4. Red blood cell magnesium levels
Red blood cell magnesium levels are the best way to assess magnesium status. Clinical signs of magnesium deficiency could be fatigue, weakness, muscle cramps, seizures, numbness and tingling in the extremities, mood and sleep issues, irregular heartbeats and also spasms in the arteries which feed the heart, contributing to heart attacks. Magnesium supplementation may reduce the risk of coronary heart disease, so try to keep levels at the high end of the lab range, though I monitor clinically more often.
5. Homocysteine levels
Homocysteine is a toxic amino acid and elevated levels can be a risk factor for development of cardiovascular disease and stroke. Elevated homocysteine levels damage LDL cholesterol, causing its oxidation. Oxidized LDL leads to plaque formation in the coronary arteries. Homocysteine is produced as an intermediate in the metabolism of amino acids methionine and cysteine. Activated forms of vitamin B12 and folate are needed for the conversion of homocysteine into methionine, so elevated homocysteine can be one of the indicators of deficiency in these important vitamins (remember that there are drugs like Methotrexate and acid blockers like Nexium which block the metabolism or absorption of these vitamins and may cause elevations in homocysteine levels). Serum homocysteine is great screening test for patients who are at a risk for cardiovascular disease and stroke, especially when there is a family history but no other known risk factors. Strive to keep levels around 8 micromoles/L.
6. Ferritin levels
Ferritin is an iron-containing protein produced in the liver, and signifies the stored form of iron. Ferritin can also be a marker of inflammation. Moderate elevation of ferritin may lead to a 2-3 times increased risk for development of diabetes. Though the normal range in your lab for ferritin can be from 12-150 ng/mL in women and 12-300 ng/mL in males, studies have shown high ferritin levels increase cardiovascular risk. Lowering the iron stores to near optimal level of between 70-80ng/mL will improve outcomes in cardiovascular disease including reduced risk for heart attacks, strokes and also improve life expectancy. As a side note, I don’t think that ferritin levels less than 50ng/mL are in any way normal (even though your lab may show it in the normal range) and reasons for low iron stores must be looked into.
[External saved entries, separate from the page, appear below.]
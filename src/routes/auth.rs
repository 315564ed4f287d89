use actix_web::{HttpRequest, HttpResponse, Result as ActixResult, web};
use once_cell::sync::Lazy;

use crate::middlewares;
use crate::models::auth::LoginRequest;
use crate::services::AuthService;

// 懒加载的全局 AUTH_SERVICE 实例
static AUTH_SERVICE: Lazy<AuthService> = Lazy::new(AuthService::new_lazy);

pub async fn login(req: HttpRequest, login_data: web::Json<LoginRequest>) -> ActixResult<HttpResponse> {
    AUTH_SERVICE.login(login_data.into_inner(), &req).await
}

// 配置路由
pub fn configure_auth_routes(cfg: &mut web::ServiceConfig) {
    cfg.service(
        web::scope("/api/v1/auth").service(
            web::resource("/login").route(
                web::post()
                    .to(login)
                    // 登录按 IP 限流，防止暴力破解
                    .wrap(middlewares::RateLimit::login()),
            ),
        ),
    );
}
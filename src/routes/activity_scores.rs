use actix_web::{HttpRequest, HttpResponse, Result as ActixResult, web};
use once_cell::sync::Lazy;

use crate::middlewares;
use crate::models::activity_scores::requests::{
    ScoreListQuery, SetDeliveryRequest, SetPresenceRequest, SetScoreRequest, UpdateScoreRequest,
};
use crate::models::users::entities::UserRole;
use crate::services::ActivityScoreService;
use crate::utils::SafeScoreIdI64;

// 懒加载的全局 SCORE_SERVICE 实例
static SCORE_SERVICE: Lazy<ActivityScoreService> = Lazy::new(ActivityScoreService::new_lazy);

// HTTP处理程序
pub async fn list_scores(
    req: HttpRequest,
    query: web::Query<ScoreListQuery>,
) -> ActixResult<HttpResponse> {
    SCORE_SERVICE.list_scores(&req, query.into_inner()).await
}

pub async fn get_score(req: HttpRequest, score_id: SafeScoreIdI64) -> ActixResult<HttpResponse> {
    SCORE_SERVICE.get_score(&req, score_id.0).await
}

pub async fn set_score(
    req: HttpRequest,
    score_id: SafeScoreIdI64,
    score_data: web::Json<SetScoreRequest>,
) -> ActixResult<HttpResponse> {
    SCORE_SERVICE
        .set_score(&req, score_id.0, score_data.into_inner())
        .await
}

pub async fn set_presence(
    req: HttpRequest,
    score_id: SafeScoreIdI64,
    presence_data: web::Json<SetPresenceRequest>,
) -> ActixResult<HttpResponse> {
    SCORE_SERVICE
        .set_presence(&req, score_id.0, presence_data.into_inner())
        .await
}

pub async fn set_delivery(
    req: HttpRequest,
    score_id: SafeScoreIdI64,
    delivery_data: web::Json<SetDeliveryRequest>,
) -> ActixResult<HttpResponse> {
    SCORE_SERVICE
        .set_delivery(&req, score_id.0, delivery_data.into_inner())
        .await
}

pub async fn update_score(
    req: HttpRequest,
    score_id: SafeScoreIdI64,
    update_data: web::Json<UpdateScoreRequest>,
) -> ActixResult<HttpResponse> {
    SCORE_SERVICE
        .update_score(&req, score_id.0, update_data.into_inner())
        .await
}

pub async fn delete_score(req: HttpRequest, score_id: SafeScoreIdI64) -> ActixResult<HttpResponse> {
    SCORE_SERVICE.delete_score(&req, score_id.0).await
}

// 配置路由
pub fn configure_activity_score_routes(cfg: &mut web::ServiceConfig) {
    cfg.service(
        web::scope("/api/v1/activity-scores")
            .wrap(middlewares::RequireJWT)
            .service(web::resource("").route(web::get().to(list_scores)))
            .service(
                web::resource("/{score_id}/score").route(
                    web::post()
                        .to(set_score)
                        .wrap(middlewares::RequireRole::new_any(UserRole::staff_roles())),
                ),
            )
            .service(
                web::resource("/{score_id}/presence").route(
                    web::post()
                        .to(set_presence)
                        .wrap(middlewares::RequireRole::new_any(UserRole::staff_roles())),
                ),
            )
            .service(
                web::resource("/{score_id}/delivery").route(
                    web::post()
                        .to(set_delivery)
                        .wrap(middlewares::RequireRole::new_any(UserRole::staff_roles())),
                ),
            )
            .service(
                web::resource("/{score_id}")
                    .route(web::get().to(get_score))
                    .route(
                        web::put()
                            .to(update_score)
                            .wrap(middlewares::RequireRole::new_any(UserRole::staff_roles())),
                    )
                    .route(
                        web::delete()
                            .to(delete_score)
                            .wrap(middlewares::RequireRole::new_any(UserRole::staff_roles())),
                    ),
            ),
    );
}
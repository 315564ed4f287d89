use actix_web::{HttpRequest, HttpResponse, Result as ActixResult, web};
use once_cell::sync::Lazy;

use crate::middlewares;
use crate::models::guardians::requests::{
    CreateGuardianRequest, GuardianListQuery, GuardianStudentLinkRequest, UpdateGuardianRequest,
};
use crate::models::users::entities::UserRole;
use crate::services::GuardianService;
use crate::utils::SafeGuardianIdI64;

// 懒加载的全局 GUARDIAN_SERVICE 实例
static GUARDIAN_SERVICE: Lazy<GuardianService> = Lazy::new(GuardianService::new_lazy);

// HTTP处理程序
pub async fn create_guardian(
    req: HttpRequest,
    guardian_data: web::Json<CreateGuardianRequest>,
) -> ActixResult<HttpResponse> {
    GUARDIAN_SERVICE
        .create_guardian(&req, guardian_data.into_inner())
        .await
}

pub async fn list_guardians(
    req: HttpRequest,
    query: web::Query<GuardianListQuery>,
) -> ActixResult<HttpResponse> {
    GUARDIAN_SERVICE.list_guardians(&req, query.into_inner()).await
}

pub async fn get_guardian(
    req: HttpRequest,
    guardian_id: SafeGuardianIdI64,
) -> ActixResult<HttpResponse> {
    GUARDIAN_SERVICE.get_guardian(&req, guardian_id.0).await
}

pub async fn update_guardian(
    req: HttpRequest,
    guardian_id: SafeGuardianIdI64,
    update_data: web::Json<UpdateGuardianRequest>,
) -> ActixResult<HttpResponse> {
    GUARDIAN_SERVICE
        .update_guardian(&req, guardian_id.0, update_data.into_inner())
        .await
}

pub async fn toggle_active(
    req: HttpRequest,
    guardian_id: SafeGuardianIdI64,
) -> ActixResult<HttpResponse> {
    GUARDIAN_SERVICE.toggle_active(&req, guardian_id.0).await
}

pub async fn link_student(
    req: HttpRequest,
    link_data: web::Json<GuardianStudentLinkRequest>,
) -> ActixResult<HttpResponse> {
    GUARDIAN_SERVICE.link_student(&req, link_data.into_inner()).await
}

pub async fn unlink_student(
    req: HttpRequest,
    link_data: web::Json<GuardianStudentLinkRequest>,
) -> ActixResult<HttpResponse> {
    GUARDIAN_SERVICE
        .unlink_student(&req, link_data.into_inner())
        .await
}

pub async fn delete_guardian(
    req: HttpRequest,
    guardian_id: SafeGuardianIdI64,
) -> ActixResult<HttpResponse> {
    GUARDIAN_SERVICE.delete_guardian(&req, guardian_id.0).await
}

// 配置路由（监护人管理仅限管理员）
pub fn configure_guardian_routes(cfg: &mut web::ServiceConfig) {
    cfg.service(
        web::scope("/api/v1/guardians")
            .wrap(middlewares::RequireRole::new(&UserRole::Admin))
            .wrap(middlewares::RequireJWT)
            .service(
                web::resource("")
                    .route(web::get().to(list_guardians))
                    .route(web::post().to(create_guardian)),
            )
            .service(web::resource("/link").route(web::post().to(link_student)))
            .service(web::resource("/unlink").route(web::post().to(unlink_student)))
            .service(
                web::resource("/{guardian_id}/toggle-active")
                    .route(web::put().to(toggle_active)),
            )
            .service(
                web::resource("/{guardian_id}")
                    .route(web::get().to(get_guardian))
                    .route(web::put().to(update_guardian))
                    .route(web::delete().to(delete_guardian)),
            ),
    );
}
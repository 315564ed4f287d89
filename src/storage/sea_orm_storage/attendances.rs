use super::SeaOrmStorage;
use crate::entity::attendances::{ActiveModel, Column, Entity as Attendances};
use crate::errors::{Result, SchoolSystemError};
use crate::models::attendance::{entities::Attendance, requests::AttendanceListQuery};
use sea_orm::{ActiveModelTrait, ColumnTrait, EntityTrait, QueryFilter, QueryOrder, Set};

impl SeaOrmStorage {
    /// 查某学生在某天某班级某科目的出勤记录
    pub async fn find_attendance_on_impl(
        &self,
        student_id: i64,
        class_id: i64,
        subject_id: i64,
        date: chrono::NaiveDate,
    ) -> Result<Option<Attendance>> {
        let result = Attendances::find()
            .filter(Column::StudentId.eq(student_id))
            .filter(Column::ClassId.eq(class_id))
            .filter(Column::SubjectId.eq(subject_id))
            .filter(Column::Date.eq(date))
            .one(&self.db)
            .await
            .map_err(|e| SchoolSystemError::database_operation(format!("查询出勤记录失败: {e}")))?;

        Ok(result.map(|m| m.into_attendance()))
    }

    pub async fn create_attendance_impl(
        &self,
        student_id: i64,
        teacher_id: i64,
        class_id: i64,
        subject_id: i64,
        date: chrono::NaiveDate,
        present: bool,
    ) -> Result<Attendance> {
        let now = chrono::Utc::now().timestamp();

        let model = ActiveModel {
            student_id: Set(student_id),
            teacher_id: Set(teacher_id),
            class_id: Set(class_id),
            subject_id: Set(subject_id),
            date: Set(date),
            present: Set(present),
            created_at: Set(now),
            updated_at: Set(now),
            ..Default::default()
        };

        let result = model
            .insert(&self.db)
            .await
            .map_err(|e| SchoolSystemError::database_operation(format!("创建出勤记录失败: {e}")))?;

        Ok(result.into_attendance())
    }

    pub async fn set_attendance_present_impl(
        &self,
        id: i64,
        present: bool,
    ) -> Result<Option<Attendance>> {
        let existing = self.get_attendance_by_id_impl(id).await?;
        if existing.is_none() {
            return Ok(None);
        }

        let model = ActiveModel {
            id: Set(id),
            present: Set(present),
            updated_at: Set(chrono::Utc::now().timestamp()),
            ..Default::default()
        };

        model
            .update(&self.db)
            .await
            .map_err(|e| SchoolSystemError::database_operation(format!("更新出勤记录失败: {e}")))?;

        self.get_attendance_by_id_impl(id).await
    }

    /// 列出出勤记录（日期倒序）
    pub async fn list_attendances_impl(
        &self,
        teacher_id: Option<i64>,
        student_id: Option<i64>,
        query: &AttendanceListQuery,
        present: Option<bool>,
    ) -> Result<Vec<Attendance>> {
        let mut select = Attendances::find();

        if let Some(teacher_id) = teacher_id {
            select = select.filter(Column::TeacherId.eq(teacher_id));
        }
        if let Some(student_id) = student_id {
            select = select.filter(Column::StudentId.eq(student_id));
        }
        if let Some(class_id) = query.class_id {
            select = select.filter(Column::ClassId.eq(class_id));
        }
        if let Some(subject_id) = query.subject_id {
            select = select.filter(Column::SubjectId.eq(subject_id));
        }
        if let Some(date_from) = query.date_from {
            select = select.filter(Column::Date.gte(date_from));
        }
        if let Some(date_to) = query.date_to {
            select = select.filter(Column::Date.lte(date_to));
        }
        if let Some(present) = present {
            select = select.filter(Column::Present.eq(present));
        }

        let result = select
            .order_by_desc(Column::Date)
            .all(&self.db)
            .await
            .map_err(|e| SchoolSystemError::database_operation(format!("查询出勤列表失败: {e}")))?;

        Ok(result.into_iter().map(|m| m.into_attendance()).collect())
    }

    pub async fn get_attendance_by_id_impl(&self, id: i64) -> Result<Option<Attendance>> {
        let result = Attendances::find_by_id(id)
            .one(&self.db)
            .await
            .map_err(|e| SchoolSystemError::database_operation(format!("查询出勤记录失败: {e}")))?;

        Ok(result.map(|m| m.into_attendance()))
    }

    pub async fn delete_attendance_impl(&self, id: i64) -> Result<bool> {
        let result = Attendances::delete_by_id(id)
            .exec(&self.db)
            .await
            .map_err(|e| SchoolSystemError::database_operation(format!("删除出勤记录失败: {e}")))?;

        Ok(result.rows_affected > 0)
    }
}
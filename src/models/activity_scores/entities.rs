use serde::{Deserialize, Serialize};

use crate::models::activities::entities::ActivityKind;
use crate::string_enum;

string_enum! {
    // 成绩状态
    // 考试用 present / missed，作业用 delivered / not_delivered
    ScoreStatus {
        Present => "present",
        Missed => "missed",
        Delivered => "delivered",
        NotDelivered => "not_delivered",
        Pending => "pending",
    }
}

impl ScoreStatus {
    /// 该状态是否适用于给定的活动类型
    pub fn valid_for(&self, kind: ActivityKind) -> bool {
        match kind {
            ActivityKind::Exam => {
                matches!(self, Self::Present | Self::Missed | Self::Pending)
            }
            ActivityKind::Assignment => {
                matches!(self, Self::Delivered | Self::NotDelivered | Self::Pending)
            }
        }
    }

    /// 缺考/未交对应的状态
    pub fn absent_for(kind: ActivityKind) -> Self {
        match kind {
            ActivityKind::Exam => Self::Missed,
            ActivityKind::Assignment => Self::NotDelivered,
        }
    }

    /// 有成绩时对应的状态
    pub fn graded_for(kind: ActivityKind) -> Self {
        match kind {
            ActivityKind::Exam => Self::Present,
            ActivityKind::Assignment => Self::Delivered,
        }
    }
}

#[derive(Debug, Clone, Serialize, Deserialize)]
pub struct ActivityScore {
    pub id: i64,
    pub value: Option<f64>,
    pub student_id: i64,
    pub teacher_id: i64,
    pub subject_id: i64,
    pub class_id: i64,
    pub activity_id: i64,
    pub period: String,
    pub status: ScoreStatus,
    pub created_at: chrono::DateTime<chrono::Utc>,
    pub updated_at: chrono::DateTime<chrono::Utc>,
}

impl ActivityScore {
    /// 计算均分时该成绩是否可计入
    pub fn countable(&self, kind: ActivityKind) -> bool {
        self.value.is_some() && self.status == ScoreStatus::graded_for(kind)
    }
}

#[cfg(test)]
mod tests {
    use super::*;

    #[test]
    fn test_status_validity() {
        assert!(ScoreStatus::Present.valid_for(ActivityKind::Exam));
        assert!(!ScoreStatus::Present.valid_for(ActivityKind::Assignment));
        assert!(ScoreStatus::Pending.valid_for(ActivityKind::Exam));
        assert!(ScoreStatus::Pending.valid_for(ActivityKind::Assignment));
    }

    #[test]
    fn test_absent_status() {
        assert_eq!(
            ScoreStatus::absent_for(ActivityKind::Exam),
            ScoreStatus::Missed
        );
        assert_eq!(
            ScoreStatus::absent_for(ActivityKind::Assignment),
            ScoreStatus::NotDelivered
        );
    }
}
use actix_web::{HttpRequest, HttpResponse, Result as ActixResult};

use super::CourseProgressService;
use crate::models::course_progress::responses::{
    ChapterProgress, CourseProgressDetail, LessonProgressItem,
};
use crate::models::ErrorCode;
use crate::services::{current_student, respond};

/// 学生查看单个课程的章节级进度
pub async fn course_progress(
    service: &CourseProgressService,
    request: &HttpRequest,
    course_id: i64,
) -> ActixResult<HttpResponse> {
    let storage = service.get_storage(request);

    let student = match current_student(&storage, request).await {
        Ok(student) => student,
        Err(response) => return Ok(response),
    };

    let progress = match storage.find_progress(student.id, course_id).await {
        Ok(Some(progress)) => progress,
        Ok(None) => {
            return Ok(respond::not_found(
                ErrorCode::ProgressNotFound,
                "Progress not found",
            ));
        }
        Err(e) => return Ok(respond::internal("Failed to load progress", e)),
    };

    let course = match storage.get_course_by_id(course_id).await {
        Ok(Some(course)) => course,
        Ok(None) => {
            return Ok(respond::not_found(
                ErrorCode::CourseNotFound,
                "Course not found",
            ));
        }
        Err(e) => return Ok(respond::internal("Failed to get course", e)),
    };

    let chapters = course
        .chapters
        .iter()
        .map(|chapter| {
            let completed: Vec<i32> = progress
                .completed_lessons
                .iter()
                .filter(|l| l.chapter_position == chapter.position)
                .map(|l| l.lesson_position)
                .collect();

            let total = chapter.lessons.len();
            let done = completed.len();

            ChapterProgress {
                chapter: chapter.title.clone(),
                position: chapter.position,
                total_lessons: total,
                completed_lessons: done,
                progress: if total > 0 {
                    (done as f64 / total as f64) * 100.0
                } else {
                    0.0
                },
                lessons: chapter
                    .lessons
                    .iter()
                    .map(|lesson| LessonProgressItem {
                        lesson: lesson.clone(),
                        completed: completed.contains(&lesson.position),
                    })
                    .collect(),
            }
        })
        .collect();

    Ok(respond::ok(
        CourseProgressDetail {
            progress_percent: progress.progress_percent,
            status: progress.status,
            completed_at: progress.completed_at,
            last_viewed: progress.last_viewed,
            chapters,
            completed_lessons: progress.completed_lessons,
        },
        "Progress retrieved successfully",
    ))
}
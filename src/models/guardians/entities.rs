use serde::{Deserialize, Serialize};

use crate::string_enum;

string_enum! {
    // 与学生的亲属关系
    GuardianRelationship {
        Father => "father",
        Mother => "mother",
        Grandparent => "grandparent",
        Sibling => "sibling",
        Tutor => "tutor",
        Other => "other",
    }
}

#[derive(Debug, Clone, Serialize, Deserialize)]
pub struct Guardian {
    pub id: i64,
    pub name: String,
    pub cpf: String,
    pub phone: String,
    pub email: Option<String>,
    pub relationship: GuardianRelationship,
    pub active: bool,
    pub created_at: chrono::DateTime<chrono::Utc>,
    pub updated_at: chrono::DateTime<chrono::Utc>,
}
use serde::Deserialize;

use super::entities::GuardianRelationship;
use crate::models::SortOrder;

#[derive(Debug, Clone, Deserialize)]
pub struct CreateGuardianRequest {
    pub name: String,
    pub cpf: String,
    pub phone: String,
    pub email: String,
    pub relationship: GuardianRelationship,
    #[serde(default)]
    pub student_ids: Vec<i64>,
}

#[derive(Debug, Clone, Deserialize)]
pub struct UpdateGuardianRequest {
    pub name: String,
    pub cpf: String,
    pub phone: String,
    pub email: String,
    pub relationship: GuardianRelationship,
}

#[derive(Debug, Clone, Deserialize, Default)]
pub struct GuardianListQuery {
    pub student_id: Option<i64>,
    pub order: Option<SortOrder>,
}

// 监护人与学生的关联/解除关联
#[derive(Debug, Clone, Deserialize)]
pub struct GuardianStudentLinkRequest {
    pub guardian_id: i64,
    pub student_id: i64,
}
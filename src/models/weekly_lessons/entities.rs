use serde::{Deserialize, Serialize};

use crate::models::Semester;
use crate::string_enum;

string_enum! {
    LessonStatus {
        Active => "active",
        Inactive => "inactive",
    }
}

// 每周固定课时。weekday: 0 = 周日 ... 6 = 周六，
// 与 chrono 的 num_days_from_sunday() 一致。
#[derive(Debug, Clone, Serialize, Deserialize)]
pub struct WeeklyLesson {
    pub id: i64,
    pub weekday: i32,
    pub start_time: String,
    pub end_time: String,
    pub class_id: i64,
    pub subject_id: i64,
    pub teacher_id: i64,
    pub semester: Semester,
    pub status: LessonStatus,
    pub created_at: chrono::DateTime<chrono::Utc>,
    pub updated_at: chrono::DateTime<chrono::Utc>,
}

/// weekday 的展示名
pub fn weekday_name(weekday: i32) -> &'static str {
    match weekday {
        0 => "Sunday",
        1 => "Monday",
        2 => "Tuesday",
        3 => "Wednesday",
        4 => "Thursday",
        5 => "Friday",
        6 => "Saturday",
        _ => "Unknown",
    }
}
use actix_web::{HttpRequest, HttpResponse, Result as ActixResult};
use tracing::info;

use super::ActivityService;
use crate::middlewares::RequireJWT;
use crate::models::users::entities::UserRole;
use crate::models::ErrorCode;
use crate::services::{current_teacher, respond};

pub async fn delete_activity(
    service: &ActivityService,
    request: &HttpRequest,
    activity_id: i64,
) -> ActixResult<HttpResponse> {
    let storage = service.get_storage(request);

    let activity = match storage.get_activity_by_id(activity_id).await {
        Ok(Some(activity)) => activity,
        Ok(None) => {
            return Ok(respond::not_found(
                ErrorCode::ActivityNotFound,
                "Activity not found",
            ));
        }
        Err(e) => return Ok(respond::internal("Failed to get activity", e)),
    };

    // 教师只能删自己的活动
    if RequireJWT::extract_user_role(request) == Some(UserRole::Teacher) {
        let teacher = match current_teacher(&storage, request).await {
            Ok(teacher) => teacher,
            Err(response) => return Ok(response),
        };
        if activity.teacher_id != teacher.id {
            return Ok(respond::forbidden(
                ErrorCode::Forbidden,
                "You do not have permission to delete this activity",
            ));
        }
    }

    // 先清掉这次活动的全部成绩行，成绩单通过联结自然不再引用它们
    match storage.delete_scores_of_activity(activity_id).await {
        Ok(removed) => {
            info!("Removed {} scores of activity {}", removed, activity_id);
        }
        Err(e) => return Ok(respond::internal("Failed to delete activity scores", e)),
    }

    match storage.delete_activity(activity_id).await {
        Ok(true) => {
            info!("Activity {} deleted", activity_id);
            Ok(respond::ok_empty("Activity deleted successfully"))
        }
        Ok(false) => Ok(respond::not_found(
            ErrorCode::ActivityNotFound,
            "Activity not found",
        )),
        Err(e) => Ok(respond::internal("Failed to delete activity", e)),
    }
}
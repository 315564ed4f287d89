use actix_web::{HttpRequest, HttpResponse, Result as ActixResult, web};
use once_cell::sync::Lazy;

use crate::middlewares;
use crate::models::activities::requests::{
    ActivityListQuery, CreateActivityRequest, UpdateActivityRequest,
};
use crate::models::users::entities::UserRole;
use crate::services::ActivityService;
use crate::utils::SafeActivityIdI64;

// 懒加载的全局 ACTIVITY_SERVICE 实例
static ACTIVITY_SERVICE: Lazy<ActivityService> = Lazy::new(ActivityService::new_lazy);

// HTTP处理程序
pub async fn create_activity(
    req: HttpRequest,
    activity_data: web::Json<CreateActivityRequest>,
) -> ActixResult<HttpResponse> {
    ACTIVITY_SERVICE
        .create_activity(&req, activity_data.into_inner())
        .await
}

pub async fn list_activities(
    req: HttpRequest,
    query: web::Query<ActivityListQuery>,
) -> ActixResult<HttpResponse> {
    ACTIVITY_SERVICE
        .list_activities(&req, query.into_inner())
        .await
}

pub async fn get_activity(
    req: HttpRequest,
    activity_id: SafeActivityIdI64,
) -> ActixResult<HttpResponse> {
    ACTIVITY_SERVICE.get_activity(&req, activity_id.0).await
}

pub async fn update_activity(
    req: HttpRequest,
    activity_id: SafeActivityIdI64,
    update_data: web::Json<UpdateActivityRequest>,
) -> ActixResult<HttpResponse> {
    ACTIVITY_SERVICE
        .update_activity(&req, activity_id.0, update_data.into_inner())
        .await
}

pub async fn delete_activity(
    req: HttpRequest,
    activity_id: SafeActivityIdI64,
) -> ActixResult<HttpResponse> {
    ACTIVITY_SERVICE.delete_activity(&req, activity_id.0).await
}

// 配置路由
pub fn configure_activity_routes(cfg: &mut web::ServiceConfig) {
    cfg.service(
        web::scope("/api/v1/activities")
            .wrap(middlewares::RequireJWT)
            .service(
                web::resource("")
                    // 各角色看到的范围在服务层收窄
                    .route(web::get().to(list_activities))
                    .route(
                        web::post()
                            .to(create_activity)
                            .wrap(middlewares::RequireRole::new_any(UserRole::staff_roles())),
                    ),
            )
            .service(
                web::resource("/{activity_id}")
                    .route(web::get().to(get_activity))
                    .route(
                        web::put()
                            .to(update_activity)
                            .wrap(middlewares::RequireRole::new_any(UserRole::staff_roles())),
                    )
                    .route(
                        web::delete()
                            .to(delete_activity)
                            .wrap(middlewares::RequireRole::new_any(UserRole::staff_roles())),
                    ),
            ),
    );
}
7. Testosterone levels (in males only — no correlation with heart disease has been found in women)
In males, testosterone deficiency has been associated with a high risk for cardiovascular disease. In elderly males, lower free testosterone level has been shown to be associated with a high prevalence of cardiovascular disease. If your total and free testosterone levels are low, work within integrative or a functional medicine physician to find out why that is the case. Replacing testosterone may not be the only answer.
Males should try to keep testosterone levels between 350-600ng/dl. Remember, more is not always better with testosterone therapy if you need it, and always seek out a physician well versed in male hormonal replacement therapies, or someone who can help guide you to support your body’s hormone production naturally!
8. Testing for chronic infections
Many pathogenic bugs have been shown to have a significant correlation with development of coronary heart disease as well as acute coronary syndromes (heart attacks). Some of these are herpes simplex virus, cytomegalovirus, and H. pylori. Ask your physician to test for antibodies to these bugs through your local laboratories.
Print out and take this list to your physician to help them better evaluate your risk for heart disease, or find a functional medicine physician who is well versed in managing and counseling patients with metabolic disorders!